▶ _Problem_
Copy out the entries exactly, from the first line to the last.

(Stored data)
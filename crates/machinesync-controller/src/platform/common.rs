//! Platform-independent parts of machine conversion
//!
//! Labels, annotations, provider IDs and the lifecycle status look the same on
//! every platform; strategies build on these skeletons and only fill in the
//! provider payload.

use std::collections::BTreeMap;

use k8s_openapi::api::core::v1::ObjectReference;
use k8s_openapi::apimachinery::pkg::apis::meta::v1::ObjectMeta;
use kube::api::DynamicObject;
use kube::discovery::ApiResource;
use serde_json::{json, Value};

use machinesync_common::crd::{
    CapiMachine, CapiMachineSpec, CapiMachineStatus, MapiMachine, MapiMachineSpec,
    MapiMachineStatus, ProviderSpec, CAPI_DOMAIN_PREFIX, CLUSTER_NAME_LABEL, CONTROL_PLANE_LABEL,
    MAPI_CLUSTER_LABEL, MAPI_ROLE_LABEL, PAUSED_ANNOTATION,
};

/// Role label value of legacy control-plane machines
const MASTER_ROLE: &str = "master";

/// Phases after which the instance exists
const PROVISIONED_PHASES: &[&str] = &["Provisioned", "Running"];

/// True if a legacy machine is a control-plane machine
pub fn is_control_plane_mapi(mapi: &MapiMachine) -> bool {
    mapi.metadata
        .labels
        .as_ref()
        .and_then(|l| l.get(MAPI_ROLE_LABEL))
        .is_some_and(|role| role == MASTER_ROLE)
}

/// True if a CAPI machine is a control-plane machine
pub fn is_control_plane_capi(capi: &CapiMachine) -> bool {
    capi.metadata
        .labels
        .as_ref()
        .is_some_and(|l| l.contains_key(CONTROL_PLANE_LABEL))
}

fn without_paused(annotations: Option<&BTreeMap<String, String>>) -> Option<BTreeMap<String, String>> {
    let mut annotations = annotations.cloned()?;
    annotations.remove(PAUSED_ANNOTATION);
    (!annotations.is_empty()).then_some(annotations)
}

fn capi_labels(mapi: &MapiMachine, cluster_name: &str) -> BTreeMap<String, String> {
    let mut labels = mapi.metadata.labels.clone().unwrap_or_default();
    labels.insert(CLUSTER_NAME_LABEL.to_string(), cluster_name.to_string());
    if is_control_plane_mapi(mapi) {
        labels.insert(CONTROL_PLANE_LABEL.to_string(), String::new());
    }
    labels
}

fn mapi_labels(capi: &CapiMachine) -> Option<BTreeMap<String, String>> {
    let source = capi.metadata.labels.clone().unwrap_or_default();
    let mut labels: BTreeMap<String, String> = source
        .iter()
        .filter(|(k, _)| !k.starts_with(CAPI_DOMAIN_PREFIX))
        .map(|(k, v)| (k.clone(), v.clone()))
        .collect();
    if let Some(cluster) = source.get(CLUSTER_NAME_LABEL) {
        labels
            .entry(MAPI_CLUSTER_LABEL.to_string())
            .or_insert_with(|| cluster.clone());
    }
    (!labels.is_empty()).then_some(labels)
}

/// CAPI lifecycle status derived from a legacy machine's status
pub fn capi_status_from_mapi(status: Option<&MapiMachineStatus>) -> CapiMachineStatus {
    let Some(status) = status else {
        return CapiMachineStatus::default();
    };
    let provisioned = status
        .phase
        .as_deref()
        .is_some_and(|p| PROVISIONED_PHASES.contains(&p));
    CapiMachineStatus {
        node_ref: status.node_ref.clone(),
        phase: status.phase.clone(),
        addresses: status.addresses.clone(),
        failure_reason: status.error_reason.clone(),
        failure_message: status.error_message.clone(),
        bootstrap_ready: provisioned,
        infrastructure_ready: provisioned,
        conditions: Vec::new(),
    }
}

/// Legacy lifecycle status derived from a CAPI machine's status
pub fn mapi_status_from_capi(status: Option<&CapiMachineStatus>) -> MapiMachineStatus {
    let Some(status) = status else {
        return MapiMachineStatus::default();
    };
    MapiMachineStatus {
        node_ref: status.node_ref.clone(),
        phase: status.phase.clone(),
        addresses: status.addresses.clone(),
        error_reason: status.failure_reason.clone(),
        error_message: status.failure_message.clone(),
        ..Default::default()
    }
}

/// CAPI machine carrying everything but the platform-specific spec fields
pub fn capi_machine_skeleton(
    mapi: &MapiMachine,
    cluster_name: &str,
    infra: &ApiResource,
) -> CapiMachine {
    let name = mapi.metadata.name.clone().unwrap_or_default();
    CapiMachine {
        metadata: ObjectMeta {
            name: Some(name.clone()),
            labels: Some(capi_labels(mapi, cluster_name)),
            annotations: without_paused(mapi.metadata.annotations.as_ref()),
            ..Default::default()
        },
        spec: CapiMachineSpec {
            cluster_name: cluster_name.to_string(),
            infrastructure_ref: ObjectReference {
                api_version: Some(infra.api_version.clone()),
                kind: Some(infra.kind.clone()),
                name: Some(name),
                ..Default::default()
            },
            provider_id: mapi.spec.provider_id.clone(),
            ..Default::default()
        },
        status: Some(capi_status_from_mapi(mapi.status.as_ref())),
    }
}

/// Legacy machine carrying everything but the provider payload
pub fn mapi_machine_skeleton(capi: &CapiMachine, provider_value: Value) -> MapiMachine {
    MapiMachine {
        metadata: ObjectMeta {
            name: capi.metadata.name.clone(),
            labels: mapi_labels(capi),
            annotations: without_paused(capi.metadata.annotations.as_ref()),
            ..Default::default()
        },
        spec: MapiMachineSpec {
            provider_id: capi.spec.provider_id.clone(),
            provider_spec: ProviderSpec {
                value: Some(provider_value),
            },
            authoritative_api: None,
        },
        status: Some(mapi_status_from_capi(capi.status.as_ref())),
    }
}

/// Infrastructure machine of the given kind with the given spec
pub fn infra_object(resource: &ApiResource, name: &str, spec: Value) -> DynamicObject {
    let mut obj = DynamicObject::new(name, resource);
    obj.data = json!({ "spec": spec });
    obj
}

/// The `spec` of a dynamic object, or `null`
pub fn dynamic_spec(obj: &DynamicObject) -> &Value {
    obj.data.get("spec").unwrap_or(&Value::Null)
}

▶ _Exercise response_
filename crates/machinesync-controller/src/platform/common.rs
//! Platform-independent parts of machine conversion
//!
//! Labels, annotations, provider IDs and the lifecycle status look the same on
//! every platform; strategies build on these skeletons and only fill in the
//! provider payload.

use std::collections::BTreeMap;

use k8s_openapi::api::core::v1::ObjectReference;
use k8s_openapi::apimachinery::pkg::apis::meta::v1::ObjectMeta;
use kube::api::DynamicObject;
use kube::discovery::ApiResource;
use serde_json::{json, Value};

use machinesync_common::crd::{
    CapiMachine, CapiMachineSpec, CapiMachineStatus, MapiMachine, MapiMachineSpec,
    MapiMachineStatus, ProviderSpec, CAPI_DOMAIN_PREFIX, CLUSTER_NAME_LABEL, CONTROL_PLANE_LABEL,
    MAPI_CLUSTER_LABEL, MAPI_ROLE_LABEL, PAUSED_ANNOTATION,
};

/// Role label value of legacy control-plane machines
const MASTER_ROLE: &str = "master";

/// Phases after which the instance exists
const PROVISIONED_PHASES: &[&str] = &["Provisioned", "Running"];

/// True if a legacy machine is a control-plane machine
pub fn is_control_plane_mapi(mapi: &MapiMachine) -> bool {
    mapi.metadata
        .labels
        .as_ref()
        .and_then(|l| l.get(MAPI_ROLE_LABEL))
        .is_some_and(|role| role == MASTER_ROLE)
}

/// True if a CAPI machine is a control-plane machine
pub fn is_control_plane_capi(capi: &CapiMachine) -> bool {
    capi.metadata
        .labels
        .as_ref()
        .is_some_and(|l| l.contains_key(CONTROL_PLANE_LABEL))
}

fn without_paused(annotations: Option<&BTreeMap<String, String>>) -> Option<BTreeMap<String, String>> {
    let mut annotations = annotations.cloned()?;
    annotations.remove(PAUSED_ANNOTATION);
    (!annotations.is_empty()).then_some(annotations)
}

fn capi_labels(mapi: &MapiMachine, cluster_name: &str) -> BTreeMap<String, String> {
    let mut labels = mapi.metadata.labels.clone().unwrap_or_default();
    labels.insert(CLUSTER_NAME_LABEL.to_string(), cluster_name.to_string());
    if is_control_plane_mapi(mapi) {
        labels.insert(CONTROL_PLANE_LABEL.to_string(), String::new());
    }
    labels
}

fn mapi_labels(capi: &CapiMachine) -> Option<BTreeMap<String, String>> {
    let source = capi.metadata.labels.clone().unwrap_or_default();
    let mut labels: BTreeMap<String, String> = source
        .iter()
        .filter(|(k, _)| !k.starts_with(CAPI_DOMAIN_PREFIX))
        .map(|(k, v)| (k.clone(), v.clone()))
        .collect();
    if let Some(cluster) = source.get(CLUSTER_NAME_LABEL) {
        labels
            .entry(MAPI_CLUSTER_LABEL.to_string())
            .or_insert_with(|| cluster.clone());
    }
    (!labels.is_empty()).then_some(labels)
}

/// CAPI lifecycle status derived from a legacy machine's status
pub fn capi_status_from_mapi(status: Option<&MapiMachineStatus>) -> CapiMachineStatus {
    let Some(status) = status else {
        return CapiMachineStatus::default();
    };
    let provisioned = status
        .phase
        .as_deref()
        .is_some_and(|p| PROVISIONED_PHASES.contains(&p));
    CapiMachineStatus {
        node_ref: status.node_ref.clone(),
        phase: status.phase.clone(),
        addresses: status.addresses.clone(),
        failure_reason: status.error_reason.clone(),
        failure_message: status.error_message.clone(),
        bootstrap_ready: provisioned,
        infrastructure_ready: provisioned,
        conditions: Vec::new(),
    }
}

/// Legacy lifecycle status derived from a CAPI machine's status
pub fn mapi_status_from_capi(status: Option<&CapiMachineStatus>) -> MapiMachineStatus {
    let Some(status) = status else {
        return MapiMachineStatus::default();
    };
    MapiMachineStatus {
        node_ref: status.node_ref.clone(),
        phase: status.phase.clone(),
        addresses: status.addresses.clone(),
        error_reason: status.failure_reason.clone(),
        error_message: status.failure_message.clone(),
        ..Default::default()
    }
}

/// CAPI machine carrying everything but the platform-specific spec fields
pub fn capi_machine_skeleton(
    mapi: &MapiMachine,
    cluster_name: &str,
    infra: &ApiResource,
) -> CapiMachine {
    let name = mapi.metadata.name.clone().unwrap_or_default();
    CapiMachine {
        metadata: ObjectMeta {
            name: Some(name.clone()),
            labels: Some(capi_labels(mapi, cluster_name)),
            annotations: without_paused(mapi.metadata.annotations.as_ref()),
            ..Default::default()
        },
        spec: CapiMachineSpec {
            cluster_name: cluster_name.to_string(),
            infrastructure_ref: ObjectReference {
                api_version: Some(infra.api_version.clone()),
                kind: Some(infra.kind.clone()),
                name: Some(name),
                ..Default::default()
            },
            provider_id: mapi.spec.provider_id.clone(),
            ..Default::default()
        },
        status: Some(capi_status_from_mapi(mapi.status.as_ref())),
    }
}

/// Legacy machine carrying everything but the provider payload
pub fn mapi_machine_skeleton(capi: &CapiMachine, provider_value: Value) -> MapiMachine {
    MapiMachine {
        metadata: ObjectMeta {
            name: capi.metadata.name.clone(),
            labels: mapi_labels(capi),
            annotations: without_paused(capi.metadata.annotations.as_ref()),
            ..Default::default()
        },
        spec: MapiMachineSpec {
            provider_id: capi.spec.provider_id.clone(),
            provider_spec: ProviderSpec {
                value: Some(provider_value),
            },
            authoritative_api: None,
        },
        status: Some(mapi_status_from_capi(capi.status.as_ref())),
    }
}

/// Infrastructure machine of the given kind with the given spec
pub fn infra_object(resource: &ApiResource, name: &str, spec: Value) -> DynamicObject {
    let mut obj = DynamicObject::new(name, resource);
    obj.data = json!({ "spec": spec });
    obj
}

/// The `spec` of a dynamic object, or `null`
pub fn dynamic_spec(obj: &DynamicObject) -> &Value {
    obj.data.get("spec").unwrap_or(&Value::Null)
}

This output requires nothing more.